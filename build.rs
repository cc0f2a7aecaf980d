use anyhow::Result;
use vergen::EmitBuilder;

// VERGEN_BUILD_DATE and VERGEN_GIT_DESCRIBE end up in `rkdump --version`.
fn main() -> Result<()> {
    EmitBuilder::builder()
        .build_date()
        .git_describe(true, true, None)
        .emit()?;

    Ok(())
}
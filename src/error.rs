use std::io;
use std::path::PathBuf;

use thiserror::Error;

#[derive(Error, Debug)]
pub enum DumpError {
    #[error("file name '{0}' has no extension")]
    MissingExtension(String),

    #[error("unable to open file [{}]: {source}", .path.display())]
    Open {
        path: PathBuf,
        #[source]
        source: io::Error,
    },

    #[error("failed reading '{name}': {source}")]
    Read {
        name: String,
        #[source]
        source: io::Error,
    },

    #[error("'{name}' is truncated: expected {expected} bytes of {what}, found {found}")]
    Truncated {
        name: String,
        what: &'static str,
        expected: usize,
        found: usize,
    },

    #[error("'{name}' is {size} bytes, which does not fit the 16-bit address space")]
    AddressOverflow { name: String, size: u64 },

    #[error("I/O error: {0}")]
    Io(#[from] io::Error),
}

impl DumpError {
    /// Whether the failure belongs to a single input file. Anything else
    /// (stdout, stdin, directory listing) ends the run even with `--keep-going`.
    #[must_use]
    pub const fn is_per_file(&self) -> bool {
        !matches!(self, Self::Io(_))
    }
}
use std::fs;
use std::io::Write;
use std::process::{Command, Output, Stdio};

use tempfile::TempDir;

fn rkdump(dir: &TempDir, args: &[&str], stdin: &str) -> Output {
    let mut child = Command::new(env!("CARGO_BIN_EXE_rkdump"))
        .args(args)
        .current_dir(dir.path())
        .env_remove("RUST_LOG")
        .stdin(Stdio::piped())
        .stdout(Stdio::piped())
        .stderr(Stdio::piped())
        .spawn()
        .unwrap();
    child
        .stdin
        .take()
        .unwrap()
        .write_all(stdin.as_bytes())
        .unwrap();
    child.wait_with_output().unwrap()
}

fn workspace() -> TempDir {
    let dir = TempDir::new().unwrap();
    fs::write(dir.path().join("a.bin"), [0xDE, 0xAD]).unwrap();
    dir
}

fn stdout(output: &Output) -> String {
    String::from_utf8(output.stdout.clone()).unwrap()
}

fn stderr(output: &Output) -> String {
    String::from_utf8(output.stderr.clone()).unwrap()
}

#[test]
fn single_file_succeeds() {
    let dir = workspace();
    let output = rkdump(&dir, &["a.bin"], "");
    assert!(output.status.success());
    assert_eq!(
        stdout(&output),
        "files['a.bin'] = {\nstart: 0x0000,\nend: 0x0002,\nentry: 0x0000,\nimage:\n\"\\xDE\\xAD\"\n};\n\n"
    );
}

#[test]
fn missing_file_fails() {
    let dir = workspace();
    let output = rkdump(&dir, &["nope.bin"], "");
    assert!(!output.status.success());
    assert!(stdout(&output).is_empty());
    assert!(stderr(&output).contains("unable to open file [nope.bin]"));
}

#[test]
fn name_without_extension_fails() {
    let dir = workspace();
    let output = rkdump(&dir, &["noext"], "");
    assert!(!output.status.success());
    assert!(stderr(&output).contains("has no extension"));
}

#[test]
fn batch_succeeds() {
    let dir = workspace();
    let output = rkdump(&dir, &[], "a.bin\n");
    assert!(output.status.success());
    let text = stdout(&output);
    assert!(text.starts_with("function preloaded_files() {\n"));
    assert!(text.contains("files['a.bin'] = {\n"));
    assert!(text.ends_with("return files;\n}\n"));
}

#[test]
fn batch_aborts_on_missing_name() {
    let dir = workspace();
    let output = rkdump(&dir, &[], "a.bin\nx.bin\n");
    assert!(!output.status.success());
    assert!(stderr(&output).contains("unable to open file [x.bin]"));
    assert!(!stdout(&output).contains("return files;"));
}

#[test]
fn keep_going_finishes_but_fails() {
    let dir = workspace();
    let output = rkdump(&dir, &["--keep-going"], "x.bin\na.bin\n");
    assert!(!output.status.success());
    let text = stdout(&output);
    assert!(text.starts_with("function preloaded_files() {\n"));
    assert!(text.contains("files['a.bin'] = {\n"));
    assert!(!text.contains("x.bin"));
    assert!(text.ends_with("return files;\n}\n"));
}

#[test]
fn output_flag_writes_the_file() {
    let dir = workspace();
    let output = rkdump(&dir, &["-o", "out.js"], "a.bin\n");
    assert!(output.status.success());
    assert!(stdout(&output).is_empty());
    let written = fs::read_to_string(dir.path().join("out.js")).unwrap();
    assert!(written.starts_with("function preloaded_files() {\n"));
    assert!(written.contains("files['a.bin'] = {\n"));
    assert!(written.ends_with("return files;\n}\n"));
}
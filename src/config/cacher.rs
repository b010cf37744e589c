//! Asset cacher configuration

use serde::{Deserialize, Serialize};
use std::collections::BTreeMap;

/// `[cacher]` section
#[derive(Debug, Clone, Serialize, Deserialize)]
pub struct CacherSettings {
    /// Base URL under which the cache service serves stored assets
    pub assets_origin: String,
    /// Stored assets younger than this are not fetched again (seconds)
    pub max_storage_age_secs: u64,
    /// Concurrent fetch workers
    #[serde(default = "default_workers")]
    pub workers: usize,
    /// Queued tasks above which new external requests should be refused
    #[serde(default = "default_max_queued_tasks")]
    pub max_queued_tasks: usize,
    /// Nesting depth followed inside stylesheets
    #[serde(default = "default_max_depth")]
    pub max_depth: u8,
    /// Fetch attempts per asset for 403/503 responses
    #[serde(default = "default_retries")]
    pub retries: u32,
    /// Largest asset body stored (bytes)
    #[serde(default = "default_size_limit")]
    pub size_limit_bytes: usize,
    /// How long an admitted storage key suppresses new requests (seconds)
    #[serde(default = "default_dedup_window")]
    pub dedup_window_secs: u64,
    /// How often the dedup window is swept (seconds)
    #[serde(default = "default_sweep_interval")]
    pub sweep_interval_secs: u64,
    /// Buffered terminal errors before new ones are dropped
    #[serde(default = "default_error_channel_capacity")]
    pub error_channel_capacity: usize,
    /// Per-request timeout (seconds)
    #[serde(default = "default_request_timeout")]
    pub request_timeout_secs: u64,
    /// Skip TLS certificate validation of origin servers
    #[serde(default = "default_true")]
    pub accept_invalid_certs: bool,
    /// Headers added to every asset request
    #[serde(default)]
    pub request_headers: BTreeMap<String, String>,
}

fn default_workers() -> usize {
    64
}

fn default_max_queued_tasks() -> usize {
    1024
}

fn default_max_depth() -> u8 {
    5
}

fn default_retries() -> u32 {
    10
}

fn default_size_limit() -> usize {
    6 * 1024 * 1024 // 6 MiB
}

fn default_dedup_window() -> u64 {
    24 * 60 * 60
}

fn default_sweep_interval() -> u64 {
    60
}

fn default_error_channel_capacity() -> usize {
    1024
}

fn default_request_timeout() -> u64 {
    6
}

fn default_true() -> bool {
    true
}

impl Default for CacherSettings {
    fn default() -> Self {
        Self {
            assets_origin: "http://localhost:8080/assets".to_string(),
            max_storage_age_secs: 24 * 60 * 60,
            workers: default_workers(),
            max_queued_tasks: default_max_queued_tasks(),
            max_depth: default_max_depth(),
            retries: default_retries(),
            size_limit_bytes: default_size_limit(),
            dedup_window_secs: default_dedup_window(),
            sweep_interval_secs: default_sweep_interval(),
            error_channel_capacity: default_error_channel_capacity(),
            request_timeout_secs: default_request_timeout(),
            accept_invalid_certs: true,
            request_headers: BTreeMap::new(),
        }
    }
}
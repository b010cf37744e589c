//! Coordinator types: configuration, errors, and statistics

use anyhow::Context;
use std::time::Duration;
use thiserror::Error;
use url::Url;

use crate::cacher::fetcher::{FetchConfig, FetchError};
use crate::storage::StorageError;

/// User-Agent sent on every other attempt, for origins that turn away
/// unidentified clients
pub const DESKTOP_USER_AGENT: &str =
    "Mozilla/5.0 (Windows NT 6.1; rv:31.0) Gecko/20100101 Firefox/31.0";

/// Configuration for the asset cacher
#[derive(Debug, Clone)]
pub struct CacherConfig {
    /// Base URL of the cache service; rewritten references point below it
    pub assets_origin: Url,
    /// Concurrent workers
    pub workers: usize,
    /// Queue length above which external callers should stop submitting
    pub max_queued_tasks: usize,
    /// Recursion budget for session assets
    pub max_depth: u8,
    /// Attempt budget per task
    pub retries: u32,
    /// Largest body stored, in bytes
    pub size_limit: usize,
    /// How long an admitted key suppresses new admissions
    pub dedup_window: Duration,
    /// Stored objects younger than this are not fetched again
    pub max_storage_age: Duration,
    /// Buffered error events
    pub error_channel_capacity: usize,
    /// Static headers layered onto every request
    pub request_headers: Vec<(String, String)>,
    /// Transport configuration
    pub fetch: FetchConfig,
}

impl CacherConfig {
    /// Config with default limits for the given origin and freshness threshold
    pub fn new(assets_origin: Url, max_storage_age: Duration) -> Self {
        Self {
            assets_origin,
            workers: 64,
            max_queued_tasks: 1024,
            max_depth: 5,
            retries: 10,
            size_limit: 6 * 1024 * 1024,
            dedup_window: Duration::from_secs(24 * 60 * 60),
            max_storage_age,
            error_channel_capacity: 1024,
            request_headers: Vec::new(),
            fetch: FetchConfig::default(),
        }
    }

    /// Build a CacherConfig from the TOML `[cacher]` section
    pub fn from_settings(settings: &crate::config::CacherSettings) -> anyhow::Result<Self> {
        let assets_origin = Url::parse(&settings.assets_origin)
            .with_context(|| format!("Invalid assets_origin '{}'", settings.assets_origin))?;
        let timeout = Duration::from_secs(settings.request_timeout_secs);

        Ok(Self {
            assets_origin,
            workers: settings.workers,
            max_queued_tasks: settings.max_queued_tasks,
            max_depth: settings.max_depth,
            retries: settings.retries,
            size_limit: settings.size_limit_bytes,
            dedup_window: Duration::from_secs(settings.dedup_window_secs),
            max_storage_age: Duration::from_secs(settings.max_storage_age_secs),
            error_channel_capacity: settings.error_channel_capacity,
            request_headers: settings
                .request_headers
                .iter()
                .map(|(k, v)| (k.clone(), v.clone()))
                .collect(),
            fetch: FetchConfig {
                timeout,
                connect_timeout: timeout,
                accept_invalid_certs: settings.accept_invalid_certs,
                connections_per_host: settings.workers.clamp(1, 32),
                ..FetchConfig::default()
            },
        })
    }
}

/// What went wrong with one asset
#[derive(Debug, Error)]
pub enum CacheErrorKind {
    #[error("Invalid URL '{url}': {reason}")]
    InvalidUrl { url: String, reason: String },
    #[error("{0}")]
    Fetch(#[from] FetchError),
    #[error("Status code is {0}")]
    Status(u16),
    #[error("Maximum size exceeded ({limit} bytes)")]
    SizeExceeded { limit: usize },
    #[error("Upload failed: {0}")]
    Storage(#[from] StorageError),
    #[error("Maximum recursion cache depth exceeded")]
    DepthExceeded,
    #[error("Task panicked: {message}")]
    Panicked { message: String },
}

/// Broad class of a terminal error
#[derive(Debug, Clone, Copy, PartialEq, Eq)]
pub enum ErrorCategory {
    /// Bad status, oversize body, network failure, exhausted retries, a
    /// task that panicked
    Fetch,
    /// Upload failure
    Storage,
    /// Nested references left uncached at the depth limit
    Policy,
}

/// Terminal failure for one asset, with the chain of URLs that led to it
#[derive(Debug, Error)]
#[error("{url_context}: {kind}")]
pub struct CacheError {
    pub url_context: String,
    pub kind: CacheErrorKind,
}

impl CacheError {
    pub fn new(url_context: impl Into<String>, kind: CacheErrorKind) -> Self {
        Self {
            url_context: url_context.into(),
            kind,
        }
    }

    pub fn category(&self) -> ErrorCategory {
        match self.kind {
            CacheErrorKind::InvalidUrl { .. }
            | CacheErrorKind::Fetch(_)
            | CacheErrorKind::Status(_)
            | CacheErrorKind::SizeExceeded { .. }
            | CacheErrorKind::Panicked { .. } => ErrorCategory::Fetch,
            CacheErrorKind::Storage(_) => ErrorCategory::Storage,
            CacheErrorKind::DepthExceeded => ErrorCategory::Policy,
        }
    }
}

/// Statistics from the cacher
#[derive(Debug, Clone, Default)]
pub struct CacherStats {
    /// Tasks handed to the worker pool, retries excluded
    pub submitted: u64,
    /// Requests dropped because their key is in the dedup window
    pub dedup_skipped: u64,
    /// Requests dropped because storage holds a fresh copy
    pub fresh_skipped: u64,
    /// 403/503 responses re-queued
    pub retried: u64,
    /// Errors delivered to the error stream
    pub errors_reported: u64,
    /// Errors dropped because the error stream was full or closed
    pub errors_dropped: u64,
    /// Tasks waiting in the queue
    pub queued_tasks: usize,
    /// Tasks currently running
    pub active_workers: usize,
    /// Keys tracked by the dedup window
    pub dedup_entries: usize,
}

#[cfg(test)]
mod tests {
    use super::*;
    use crate::config::CacherSettings;

    #[test]
    fn test_from_settings() {
        let mut settings = CacherSettings::default();
        settings.max_storage_age_secs = 120;
        settings.request_timeout_secs = 3;
        settings.workers = 4;
        settings
            .request_headers
            .insert("X-Token".to_string(), "abc".to_string());

        let config = CacherConfig::from_settings(&settings).unwrap();
        assert_eq!(config.max_storage_age, Duration::from_secs(120));
        assert_eq!(config.fetch.timeout, Duration::from_secs(3));
        assert_eq!(config.fetch.connections_per_host, 4);
        assert_eq!(config.workers, 4);
        assert_eq!(config.retries, 10);
        assert_eq!(config.request_headers, vec![("X-Token".to_string(), "abc".to_string())]);
        assert_eq!(config.assets_origin.as_str(), "http://localhost:8080/assets");
    }

    #[test]
    fn test_from_settings_rejects_bad_origin() {
        let settings = CacherSettings {
            assets_origin: "::not a url".to_string(),
            ..CacherSettings::default()
        };
        let err = CacherConfig::from_settings(&settings).unwrap_err();
        assert!(err.to_string().contains("Invalid assets_origin"));
    }

    #[test]
    fn test_error_display_and_category() {
        let err = CacheError::new(
            "https://example.com/app.css -> https://example.com/sub.css",
            CacheErrorKind::Status(404),
        );
        assert_eq!(
            err.to_string(),
            "https://example.com/app.css -> https://example.com/sub.css: Status code is 404"
        );
        assert_eq!(err.category(), ErrorCategory::Fetch);

        let depth = CacheError::new("a.css", CacheErrorKind::DepthExceeded);
        assert_eq!(depth.category(), ErrorCategory::Policy);
        assert_eq!(depth.to_string(), "a.css: Maximum recursion cache depth exceeded");

        let storage = CacheError::new("a.css", StorageError::Backend("denied".to_string()).into());
        assert_eq!(storage.category(), ErrorCategory::Storage);

        let size = CacheError::new("big.png", CacheErrorKind::SizeExceeded { limit: 10 });
        assert_eq!(size.to_string(), "big.png: Maximum size exceeded (10 bytes)");

        let panicked = CacheError::new(
            "a.css",
            CacheErrorKind::Panicked {
                message: "boom".to_string(),
            },
        );
        assert_eq!(panicked.category(), ErrorCategory::Fetch);
        assert_eq!(panicked.to_string(), "a.css: Task panicked: boom");
    }
}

- - - - -

Over the whole listing above, how many lines contain the string "piped"? The answer is that number alone.

3